» Information:
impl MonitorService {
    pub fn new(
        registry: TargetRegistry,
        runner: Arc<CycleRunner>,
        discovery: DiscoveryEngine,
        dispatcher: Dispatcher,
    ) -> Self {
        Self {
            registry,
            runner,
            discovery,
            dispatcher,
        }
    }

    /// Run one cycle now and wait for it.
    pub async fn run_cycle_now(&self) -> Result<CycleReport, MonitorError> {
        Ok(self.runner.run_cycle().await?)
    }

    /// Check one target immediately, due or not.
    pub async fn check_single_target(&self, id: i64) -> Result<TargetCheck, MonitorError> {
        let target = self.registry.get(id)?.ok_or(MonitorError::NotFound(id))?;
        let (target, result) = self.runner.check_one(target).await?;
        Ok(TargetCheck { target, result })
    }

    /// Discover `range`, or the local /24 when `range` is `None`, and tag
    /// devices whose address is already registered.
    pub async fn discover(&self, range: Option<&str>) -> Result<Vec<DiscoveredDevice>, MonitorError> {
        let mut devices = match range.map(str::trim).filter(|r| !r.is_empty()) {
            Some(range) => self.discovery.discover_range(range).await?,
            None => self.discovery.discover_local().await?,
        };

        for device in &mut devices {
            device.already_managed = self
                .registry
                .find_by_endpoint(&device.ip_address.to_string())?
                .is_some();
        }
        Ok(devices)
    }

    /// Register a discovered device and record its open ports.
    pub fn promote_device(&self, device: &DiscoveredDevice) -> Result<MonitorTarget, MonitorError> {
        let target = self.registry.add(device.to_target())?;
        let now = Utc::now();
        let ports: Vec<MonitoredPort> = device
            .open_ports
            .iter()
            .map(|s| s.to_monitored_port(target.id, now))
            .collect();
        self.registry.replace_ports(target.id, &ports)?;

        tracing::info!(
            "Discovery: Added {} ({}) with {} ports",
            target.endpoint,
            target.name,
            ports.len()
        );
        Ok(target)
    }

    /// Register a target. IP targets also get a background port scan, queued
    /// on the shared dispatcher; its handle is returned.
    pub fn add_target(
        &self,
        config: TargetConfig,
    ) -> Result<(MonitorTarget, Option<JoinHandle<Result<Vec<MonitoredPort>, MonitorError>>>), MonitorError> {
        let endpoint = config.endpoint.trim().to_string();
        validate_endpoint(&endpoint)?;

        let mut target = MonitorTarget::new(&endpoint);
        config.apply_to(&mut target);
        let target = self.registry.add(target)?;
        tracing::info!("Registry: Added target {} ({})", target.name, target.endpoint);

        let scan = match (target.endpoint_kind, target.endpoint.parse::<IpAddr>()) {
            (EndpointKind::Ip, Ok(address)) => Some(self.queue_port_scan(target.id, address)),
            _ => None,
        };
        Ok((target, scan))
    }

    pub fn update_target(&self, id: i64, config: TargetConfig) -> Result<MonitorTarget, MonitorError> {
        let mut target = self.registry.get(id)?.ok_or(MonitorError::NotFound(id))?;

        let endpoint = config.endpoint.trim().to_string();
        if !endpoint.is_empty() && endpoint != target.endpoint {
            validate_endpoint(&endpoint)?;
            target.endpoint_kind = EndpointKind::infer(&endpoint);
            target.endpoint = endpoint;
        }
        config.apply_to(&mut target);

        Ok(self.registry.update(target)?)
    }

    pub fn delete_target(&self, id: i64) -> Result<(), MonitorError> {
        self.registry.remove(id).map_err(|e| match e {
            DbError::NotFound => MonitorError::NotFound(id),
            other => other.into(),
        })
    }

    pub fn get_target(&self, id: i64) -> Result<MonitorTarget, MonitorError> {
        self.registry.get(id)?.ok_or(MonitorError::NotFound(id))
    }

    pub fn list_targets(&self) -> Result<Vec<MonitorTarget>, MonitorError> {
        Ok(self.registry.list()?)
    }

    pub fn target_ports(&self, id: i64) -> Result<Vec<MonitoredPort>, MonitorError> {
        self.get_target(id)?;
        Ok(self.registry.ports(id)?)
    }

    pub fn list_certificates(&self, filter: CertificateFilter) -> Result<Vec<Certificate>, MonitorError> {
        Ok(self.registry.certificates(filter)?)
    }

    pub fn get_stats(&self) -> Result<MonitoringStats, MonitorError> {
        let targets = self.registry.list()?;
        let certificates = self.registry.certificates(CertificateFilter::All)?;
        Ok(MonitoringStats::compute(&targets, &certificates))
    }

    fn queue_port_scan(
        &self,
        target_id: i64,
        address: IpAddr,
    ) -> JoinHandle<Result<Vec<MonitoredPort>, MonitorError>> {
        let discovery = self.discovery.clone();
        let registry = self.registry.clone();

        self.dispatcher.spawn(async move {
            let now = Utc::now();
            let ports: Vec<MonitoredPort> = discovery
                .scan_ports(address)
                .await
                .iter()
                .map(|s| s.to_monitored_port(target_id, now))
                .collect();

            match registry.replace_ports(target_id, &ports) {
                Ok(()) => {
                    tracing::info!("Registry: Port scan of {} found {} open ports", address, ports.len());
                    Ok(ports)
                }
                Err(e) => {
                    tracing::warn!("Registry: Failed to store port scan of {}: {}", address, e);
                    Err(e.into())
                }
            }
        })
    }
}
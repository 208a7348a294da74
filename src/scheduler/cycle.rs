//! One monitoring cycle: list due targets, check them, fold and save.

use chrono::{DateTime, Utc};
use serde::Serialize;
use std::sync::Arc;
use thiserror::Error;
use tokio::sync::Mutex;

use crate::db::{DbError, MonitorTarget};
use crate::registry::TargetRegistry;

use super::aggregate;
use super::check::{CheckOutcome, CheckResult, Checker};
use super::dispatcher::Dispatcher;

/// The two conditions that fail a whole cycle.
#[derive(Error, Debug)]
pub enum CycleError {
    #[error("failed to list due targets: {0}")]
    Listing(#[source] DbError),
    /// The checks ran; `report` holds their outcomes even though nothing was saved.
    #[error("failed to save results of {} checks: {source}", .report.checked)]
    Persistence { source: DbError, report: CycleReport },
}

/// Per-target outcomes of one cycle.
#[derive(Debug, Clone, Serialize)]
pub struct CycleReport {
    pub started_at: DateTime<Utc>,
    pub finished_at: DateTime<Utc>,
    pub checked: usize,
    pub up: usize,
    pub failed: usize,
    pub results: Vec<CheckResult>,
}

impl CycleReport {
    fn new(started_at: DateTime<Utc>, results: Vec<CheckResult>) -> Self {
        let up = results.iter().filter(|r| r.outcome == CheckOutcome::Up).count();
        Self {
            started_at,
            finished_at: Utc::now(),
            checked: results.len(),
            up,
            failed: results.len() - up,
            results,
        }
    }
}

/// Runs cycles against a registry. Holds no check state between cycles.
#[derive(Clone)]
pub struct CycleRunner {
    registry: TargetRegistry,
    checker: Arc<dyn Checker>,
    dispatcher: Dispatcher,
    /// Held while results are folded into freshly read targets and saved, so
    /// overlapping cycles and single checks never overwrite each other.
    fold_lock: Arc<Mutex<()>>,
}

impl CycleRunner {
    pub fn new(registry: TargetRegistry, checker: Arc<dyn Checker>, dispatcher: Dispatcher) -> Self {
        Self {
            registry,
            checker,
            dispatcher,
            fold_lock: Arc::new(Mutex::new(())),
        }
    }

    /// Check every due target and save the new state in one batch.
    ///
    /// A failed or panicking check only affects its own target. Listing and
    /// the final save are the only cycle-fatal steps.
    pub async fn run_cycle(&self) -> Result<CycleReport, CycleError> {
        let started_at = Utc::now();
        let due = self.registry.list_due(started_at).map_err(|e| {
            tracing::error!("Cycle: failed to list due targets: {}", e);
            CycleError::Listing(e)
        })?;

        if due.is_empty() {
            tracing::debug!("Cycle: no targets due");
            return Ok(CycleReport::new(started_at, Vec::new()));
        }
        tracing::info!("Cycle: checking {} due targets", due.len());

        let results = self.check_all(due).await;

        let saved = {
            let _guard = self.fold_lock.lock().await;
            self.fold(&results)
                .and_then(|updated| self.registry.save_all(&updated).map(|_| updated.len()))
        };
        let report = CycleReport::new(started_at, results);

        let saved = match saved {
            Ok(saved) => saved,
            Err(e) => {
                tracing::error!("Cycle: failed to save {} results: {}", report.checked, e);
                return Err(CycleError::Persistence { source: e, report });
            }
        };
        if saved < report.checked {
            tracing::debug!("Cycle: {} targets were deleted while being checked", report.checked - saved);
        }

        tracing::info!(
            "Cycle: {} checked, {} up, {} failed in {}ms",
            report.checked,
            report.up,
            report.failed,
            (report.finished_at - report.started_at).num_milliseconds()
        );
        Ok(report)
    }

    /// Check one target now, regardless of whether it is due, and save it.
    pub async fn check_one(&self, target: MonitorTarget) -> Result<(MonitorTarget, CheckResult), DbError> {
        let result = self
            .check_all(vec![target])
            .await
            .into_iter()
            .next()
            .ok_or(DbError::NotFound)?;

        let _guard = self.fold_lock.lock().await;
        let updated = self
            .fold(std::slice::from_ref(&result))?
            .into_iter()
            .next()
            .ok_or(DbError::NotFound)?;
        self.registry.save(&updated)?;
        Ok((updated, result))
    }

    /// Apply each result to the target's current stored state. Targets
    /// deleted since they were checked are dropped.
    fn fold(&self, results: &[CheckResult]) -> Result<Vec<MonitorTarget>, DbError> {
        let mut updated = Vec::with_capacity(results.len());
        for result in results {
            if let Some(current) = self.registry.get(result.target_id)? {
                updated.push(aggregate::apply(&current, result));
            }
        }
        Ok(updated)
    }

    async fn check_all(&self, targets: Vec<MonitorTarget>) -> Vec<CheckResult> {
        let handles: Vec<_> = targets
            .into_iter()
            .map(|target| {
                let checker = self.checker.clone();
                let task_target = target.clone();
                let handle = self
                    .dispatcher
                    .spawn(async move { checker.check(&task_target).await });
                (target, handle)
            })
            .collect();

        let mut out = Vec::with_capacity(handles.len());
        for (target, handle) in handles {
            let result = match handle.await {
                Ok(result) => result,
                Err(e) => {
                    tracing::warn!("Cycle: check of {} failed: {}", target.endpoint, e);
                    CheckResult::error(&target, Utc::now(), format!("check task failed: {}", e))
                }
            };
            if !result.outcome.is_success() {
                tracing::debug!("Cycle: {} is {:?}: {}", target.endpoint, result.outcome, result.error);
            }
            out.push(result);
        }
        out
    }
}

» Requirement: The lines that mention the word "aggregate" should be pulled from the records above.

» Answer to this problem:
use super::aggregate;
                updated.push(aggregate::apply(&current, result));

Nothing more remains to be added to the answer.